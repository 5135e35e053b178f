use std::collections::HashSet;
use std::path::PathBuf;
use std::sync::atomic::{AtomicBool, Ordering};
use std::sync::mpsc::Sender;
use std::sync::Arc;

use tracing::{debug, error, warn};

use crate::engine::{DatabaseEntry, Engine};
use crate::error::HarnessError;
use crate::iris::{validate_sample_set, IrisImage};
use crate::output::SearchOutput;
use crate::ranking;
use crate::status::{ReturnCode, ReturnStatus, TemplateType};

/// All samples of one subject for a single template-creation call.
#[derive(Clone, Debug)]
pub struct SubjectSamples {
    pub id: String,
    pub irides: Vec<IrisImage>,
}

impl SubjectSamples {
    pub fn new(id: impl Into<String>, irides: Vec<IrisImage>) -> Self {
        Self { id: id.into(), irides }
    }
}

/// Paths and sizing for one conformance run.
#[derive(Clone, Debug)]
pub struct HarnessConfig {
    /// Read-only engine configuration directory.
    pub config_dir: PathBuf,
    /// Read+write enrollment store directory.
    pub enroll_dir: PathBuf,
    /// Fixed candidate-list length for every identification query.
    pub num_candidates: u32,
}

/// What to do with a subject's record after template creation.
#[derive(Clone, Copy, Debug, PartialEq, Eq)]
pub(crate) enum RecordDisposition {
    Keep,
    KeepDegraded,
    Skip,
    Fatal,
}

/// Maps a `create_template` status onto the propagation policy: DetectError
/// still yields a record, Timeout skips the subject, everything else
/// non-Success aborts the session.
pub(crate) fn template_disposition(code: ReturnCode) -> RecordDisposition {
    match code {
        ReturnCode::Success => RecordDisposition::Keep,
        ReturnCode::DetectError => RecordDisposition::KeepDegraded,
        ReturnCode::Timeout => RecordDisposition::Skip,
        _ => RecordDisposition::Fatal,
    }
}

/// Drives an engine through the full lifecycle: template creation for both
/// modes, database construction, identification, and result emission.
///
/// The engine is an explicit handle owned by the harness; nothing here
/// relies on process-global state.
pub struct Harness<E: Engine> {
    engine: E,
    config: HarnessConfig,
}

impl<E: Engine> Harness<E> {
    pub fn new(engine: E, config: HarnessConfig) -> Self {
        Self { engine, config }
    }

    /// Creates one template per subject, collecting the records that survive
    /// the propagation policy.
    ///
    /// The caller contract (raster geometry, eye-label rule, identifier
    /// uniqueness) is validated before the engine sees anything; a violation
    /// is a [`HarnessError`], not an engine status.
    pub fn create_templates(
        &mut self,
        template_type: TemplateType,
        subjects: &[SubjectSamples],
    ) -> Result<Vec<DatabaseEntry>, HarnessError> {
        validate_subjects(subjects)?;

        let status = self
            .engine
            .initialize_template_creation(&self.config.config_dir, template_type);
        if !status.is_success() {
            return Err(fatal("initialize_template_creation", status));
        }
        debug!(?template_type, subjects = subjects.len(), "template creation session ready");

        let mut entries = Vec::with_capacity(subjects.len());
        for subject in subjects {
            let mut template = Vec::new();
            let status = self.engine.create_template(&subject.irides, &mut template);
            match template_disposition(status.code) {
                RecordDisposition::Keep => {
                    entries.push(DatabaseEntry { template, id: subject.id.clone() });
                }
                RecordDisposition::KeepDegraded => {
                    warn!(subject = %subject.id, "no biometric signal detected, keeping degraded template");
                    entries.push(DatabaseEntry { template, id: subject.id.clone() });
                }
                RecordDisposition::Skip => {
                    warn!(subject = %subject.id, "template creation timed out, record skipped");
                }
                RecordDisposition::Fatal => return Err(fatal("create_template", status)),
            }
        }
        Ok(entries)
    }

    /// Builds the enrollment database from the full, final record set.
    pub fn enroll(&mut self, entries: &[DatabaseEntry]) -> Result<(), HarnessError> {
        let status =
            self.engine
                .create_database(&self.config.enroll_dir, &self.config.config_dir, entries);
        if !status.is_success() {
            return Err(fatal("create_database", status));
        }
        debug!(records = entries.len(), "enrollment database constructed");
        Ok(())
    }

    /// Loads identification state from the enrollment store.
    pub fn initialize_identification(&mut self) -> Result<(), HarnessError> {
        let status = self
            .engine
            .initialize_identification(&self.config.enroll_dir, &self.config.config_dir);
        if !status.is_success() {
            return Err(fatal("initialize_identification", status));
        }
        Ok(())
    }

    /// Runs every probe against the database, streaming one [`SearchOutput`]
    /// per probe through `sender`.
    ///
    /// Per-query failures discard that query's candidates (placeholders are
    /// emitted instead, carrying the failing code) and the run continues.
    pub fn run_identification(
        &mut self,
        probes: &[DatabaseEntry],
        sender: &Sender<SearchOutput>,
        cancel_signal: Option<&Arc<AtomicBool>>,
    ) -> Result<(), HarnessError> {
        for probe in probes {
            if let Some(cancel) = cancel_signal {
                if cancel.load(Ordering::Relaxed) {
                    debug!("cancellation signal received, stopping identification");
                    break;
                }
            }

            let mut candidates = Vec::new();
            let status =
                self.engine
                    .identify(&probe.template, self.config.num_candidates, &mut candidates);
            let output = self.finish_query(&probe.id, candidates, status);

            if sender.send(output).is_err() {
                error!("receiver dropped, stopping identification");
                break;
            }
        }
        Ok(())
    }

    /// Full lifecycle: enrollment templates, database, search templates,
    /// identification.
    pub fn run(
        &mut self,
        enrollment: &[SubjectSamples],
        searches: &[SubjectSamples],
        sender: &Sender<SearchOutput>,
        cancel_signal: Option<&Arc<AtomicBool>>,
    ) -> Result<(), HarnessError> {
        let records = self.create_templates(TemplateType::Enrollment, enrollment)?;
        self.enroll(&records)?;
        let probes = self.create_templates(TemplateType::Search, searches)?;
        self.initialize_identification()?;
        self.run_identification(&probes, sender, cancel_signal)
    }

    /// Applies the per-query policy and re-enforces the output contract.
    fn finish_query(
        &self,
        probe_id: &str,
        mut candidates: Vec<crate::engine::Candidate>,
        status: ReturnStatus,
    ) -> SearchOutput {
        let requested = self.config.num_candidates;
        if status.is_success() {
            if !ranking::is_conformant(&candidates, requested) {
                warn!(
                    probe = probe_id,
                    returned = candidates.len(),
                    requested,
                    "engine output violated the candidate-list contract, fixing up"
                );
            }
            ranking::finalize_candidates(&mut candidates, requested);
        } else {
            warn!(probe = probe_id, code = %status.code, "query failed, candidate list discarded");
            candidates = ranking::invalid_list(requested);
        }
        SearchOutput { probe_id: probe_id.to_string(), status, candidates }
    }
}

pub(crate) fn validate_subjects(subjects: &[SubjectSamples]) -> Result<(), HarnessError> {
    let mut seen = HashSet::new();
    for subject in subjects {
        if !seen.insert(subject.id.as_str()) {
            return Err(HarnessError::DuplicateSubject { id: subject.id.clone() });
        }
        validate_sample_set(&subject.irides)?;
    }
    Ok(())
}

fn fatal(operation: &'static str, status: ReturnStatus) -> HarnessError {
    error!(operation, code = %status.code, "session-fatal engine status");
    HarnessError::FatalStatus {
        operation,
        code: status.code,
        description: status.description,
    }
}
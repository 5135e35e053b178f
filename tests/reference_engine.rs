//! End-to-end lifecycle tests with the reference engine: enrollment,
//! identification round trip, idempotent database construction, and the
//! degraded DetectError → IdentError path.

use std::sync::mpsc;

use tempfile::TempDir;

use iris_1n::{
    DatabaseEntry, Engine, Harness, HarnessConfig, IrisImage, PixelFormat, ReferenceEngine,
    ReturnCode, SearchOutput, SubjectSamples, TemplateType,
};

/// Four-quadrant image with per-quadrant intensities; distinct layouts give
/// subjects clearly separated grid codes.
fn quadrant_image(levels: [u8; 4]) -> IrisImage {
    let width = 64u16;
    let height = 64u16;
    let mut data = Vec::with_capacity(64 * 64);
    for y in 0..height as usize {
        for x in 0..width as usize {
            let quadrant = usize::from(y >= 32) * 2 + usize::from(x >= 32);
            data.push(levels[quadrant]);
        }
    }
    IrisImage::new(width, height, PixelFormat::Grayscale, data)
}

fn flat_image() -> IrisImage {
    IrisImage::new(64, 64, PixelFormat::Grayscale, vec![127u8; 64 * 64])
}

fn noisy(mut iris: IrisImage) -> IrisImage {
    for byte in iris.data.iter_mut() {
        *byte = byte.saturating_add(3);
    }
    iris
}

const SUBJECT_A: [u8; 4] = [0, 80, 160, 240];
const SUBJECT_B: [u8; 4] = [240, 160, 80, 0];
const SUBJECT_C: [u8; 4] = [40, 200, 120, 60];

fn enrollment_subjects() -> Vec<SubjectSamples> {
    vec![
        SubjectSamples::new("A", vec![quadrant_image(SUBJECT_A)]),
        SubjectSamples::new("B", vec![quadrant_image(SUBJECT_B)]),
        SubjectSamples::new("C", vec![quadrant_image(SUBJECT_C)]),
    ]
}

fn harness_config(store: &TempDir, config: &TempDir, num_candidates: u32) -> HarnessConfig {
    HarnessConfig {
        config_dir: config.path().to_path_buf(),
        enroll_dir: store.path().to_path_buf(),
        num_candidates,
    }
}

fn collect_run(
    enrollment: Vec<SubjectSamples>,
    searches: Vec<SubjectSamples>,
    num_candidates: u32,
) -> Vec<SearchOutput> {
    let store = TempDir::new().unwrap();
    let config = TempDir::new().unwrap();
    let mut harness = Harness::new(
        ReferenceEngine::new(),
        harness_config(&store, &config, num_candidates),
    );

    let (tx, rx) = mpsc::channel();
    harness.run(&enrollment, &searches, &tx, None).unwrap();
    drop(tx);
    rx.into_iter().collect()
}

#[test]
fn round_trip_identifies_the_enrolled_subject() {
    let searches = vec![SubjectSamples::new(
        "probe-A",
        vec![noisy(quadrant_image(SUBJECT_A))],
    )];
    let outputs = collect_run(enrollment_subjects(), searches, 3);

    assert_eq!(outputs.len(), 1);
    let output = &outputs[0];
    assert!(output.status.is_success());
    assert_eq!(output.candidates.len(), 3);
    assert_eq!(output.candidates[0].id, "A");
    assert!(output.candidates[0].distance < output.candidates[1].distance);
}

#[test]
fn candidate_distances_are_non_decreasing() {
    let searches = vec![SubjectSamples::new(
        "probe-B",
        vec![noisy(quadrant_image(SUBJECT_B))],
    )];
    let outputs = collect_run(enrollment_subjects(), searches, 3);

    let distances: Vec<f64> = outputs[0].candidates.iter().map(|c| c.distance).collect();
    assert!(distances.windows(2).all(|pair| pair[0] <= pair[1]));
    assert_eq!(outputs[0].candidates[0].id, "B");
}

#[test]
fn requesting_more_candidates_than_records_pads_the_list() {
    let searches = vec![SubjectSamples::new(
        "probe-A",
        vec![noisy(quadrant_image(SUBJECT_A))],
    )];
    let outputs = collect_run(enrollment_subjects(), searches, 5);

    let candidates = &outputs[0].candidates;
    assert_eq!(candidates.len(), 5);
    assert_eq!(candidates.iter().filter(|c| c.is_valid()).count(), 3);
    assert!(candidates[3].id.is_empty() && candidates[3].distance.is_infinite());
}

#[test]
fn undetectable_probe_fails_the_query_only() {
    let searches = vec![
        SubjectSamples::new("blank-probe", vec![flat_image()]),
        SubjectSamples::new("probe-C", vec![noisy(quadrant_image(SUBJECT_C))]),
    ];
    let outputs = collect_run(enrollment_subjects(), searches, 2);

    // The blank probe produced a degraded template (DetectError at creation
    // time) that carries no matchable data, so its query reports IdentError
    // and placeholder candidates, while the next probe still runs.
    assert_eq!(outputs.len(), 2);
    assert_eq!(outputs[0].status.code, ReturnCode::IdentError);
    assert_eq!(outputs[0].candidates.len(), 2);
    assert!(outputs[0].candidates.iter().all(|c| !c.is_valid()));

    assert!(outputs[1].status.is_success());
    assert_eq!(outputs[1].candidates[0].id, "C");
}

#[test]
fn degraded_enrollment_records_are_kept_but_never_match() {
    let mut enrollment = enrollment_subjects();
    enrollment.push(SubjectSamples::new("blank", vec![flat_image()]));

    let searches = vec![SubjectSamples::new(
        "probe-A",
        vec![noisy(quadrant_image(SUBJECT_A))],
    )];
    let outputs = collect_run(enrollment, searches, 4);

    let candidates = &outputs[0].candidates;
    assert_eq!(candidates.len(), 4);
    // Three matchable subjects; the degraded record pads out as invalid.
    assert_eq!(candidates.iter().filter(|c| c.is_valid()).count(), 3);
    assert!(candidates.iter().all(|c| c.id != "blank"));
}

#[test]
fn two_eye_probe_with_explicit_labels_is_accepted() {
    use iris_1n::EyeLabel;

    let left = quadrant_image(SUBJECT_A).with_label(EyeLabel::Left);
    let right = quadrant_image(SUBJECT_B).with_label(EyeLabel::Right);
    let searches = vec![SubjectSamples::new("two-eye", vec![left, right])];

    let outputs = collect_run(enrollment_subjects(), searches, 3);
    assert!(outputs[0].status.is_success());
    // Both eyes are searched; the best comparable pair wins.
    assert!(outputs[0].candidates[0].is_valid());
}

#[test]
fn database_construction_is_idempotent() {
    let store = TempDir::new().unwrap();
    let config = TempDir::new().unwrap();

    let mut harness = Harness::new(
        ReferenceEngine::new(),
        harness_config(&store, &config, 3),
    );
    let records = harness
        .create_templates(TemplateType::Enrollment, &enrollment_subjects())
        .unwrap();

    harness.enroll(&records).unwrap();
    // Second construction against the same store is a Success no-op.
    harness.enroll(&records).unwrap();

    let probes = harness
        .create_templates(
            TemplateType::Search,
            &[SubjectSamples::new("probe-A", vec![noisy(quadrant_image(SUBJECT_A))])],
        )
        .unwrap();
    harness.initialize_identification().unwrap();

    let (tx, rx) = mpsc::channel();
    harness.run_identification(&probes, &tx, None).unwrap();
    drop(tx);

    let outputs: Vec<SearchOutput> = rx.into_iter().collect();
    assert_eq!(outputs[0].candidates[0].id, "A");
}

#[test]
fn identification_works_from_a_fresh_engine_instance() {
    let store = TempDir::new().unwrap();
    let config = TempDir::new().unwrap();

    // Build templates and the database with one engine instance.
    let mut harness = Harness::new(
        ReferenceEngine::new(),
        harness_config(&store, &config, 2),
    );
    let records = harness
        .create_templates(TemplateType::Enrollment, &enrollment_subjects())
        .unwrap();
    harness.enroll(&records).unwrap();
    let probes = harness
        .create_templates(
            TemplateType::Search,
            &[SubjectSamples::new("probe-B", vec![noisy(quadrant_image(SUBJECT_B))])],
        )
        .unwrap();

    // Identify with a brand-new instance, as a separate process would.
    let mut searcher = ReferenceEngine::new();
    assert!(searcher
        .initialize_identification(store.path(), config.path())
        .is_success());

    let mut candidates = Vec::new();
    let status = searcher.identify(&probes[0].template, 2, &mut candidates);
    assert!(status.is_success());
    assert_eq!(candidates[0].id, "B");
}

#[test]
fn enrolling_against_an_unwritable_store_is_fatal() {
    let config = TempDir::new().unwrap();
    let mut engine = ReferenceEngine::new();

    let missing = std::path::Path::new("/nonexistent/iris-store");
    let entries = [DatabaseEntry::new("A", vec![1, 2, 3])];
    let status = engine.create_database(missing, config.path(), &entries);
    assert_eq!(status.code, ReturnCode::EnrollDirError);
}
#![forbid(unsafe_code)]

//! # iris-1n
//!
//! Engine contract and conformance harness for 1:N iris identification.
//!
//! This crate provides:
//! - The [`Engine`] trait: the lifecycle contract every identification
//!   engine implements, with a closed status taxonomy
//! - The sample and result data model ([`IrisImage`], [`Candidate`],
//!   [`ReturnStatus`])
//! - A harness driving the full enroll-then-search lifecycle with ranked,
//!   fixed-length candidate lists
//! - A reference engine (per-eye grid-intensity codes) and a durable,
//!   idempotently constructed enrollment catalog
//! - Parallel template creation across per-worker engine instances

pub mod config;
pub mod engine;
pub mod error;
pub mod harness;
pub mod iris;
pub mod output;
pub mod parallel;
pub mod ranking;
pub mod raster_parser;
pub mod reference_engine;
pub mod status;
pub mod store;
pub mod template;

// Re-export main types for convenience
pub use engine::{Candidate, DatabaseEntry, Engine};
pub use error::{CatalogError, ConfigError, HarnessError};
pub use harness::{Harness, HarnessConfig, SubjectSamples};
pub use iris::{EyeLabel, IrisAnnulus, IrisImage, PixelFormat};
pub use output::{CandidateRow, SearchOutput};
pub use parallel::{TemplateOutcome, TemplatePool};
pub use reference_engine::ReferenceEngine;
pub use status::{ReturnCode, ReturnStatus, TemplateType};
______
* _Task to complete_: Would you please write out, exactly and with no other lines, the stretch of the listing above from the line containing "pub mod store;" through the line containing "pub use reference_engine::ReferenceEngine;"?

* _Result_:
pub mod store;
pub mod template;

// Re-export main types for convenience
pub use engine::{Candidate, DatabaseEntry, Engine};
pub use error::{CatalogError, ConfigError, HarnessError};
pub use harness::{Harness, HarnessConfig, SubjectSamples};
pub use iris::{EyeLabel, IrisAnnulus, IrisImage, PixelFormat};
pub use output::{CandidateRow, SearchOutput};
pub use parallel::{TemplateOutcome, TemplatePool};
pub use reference_engine::ReferenceEngine;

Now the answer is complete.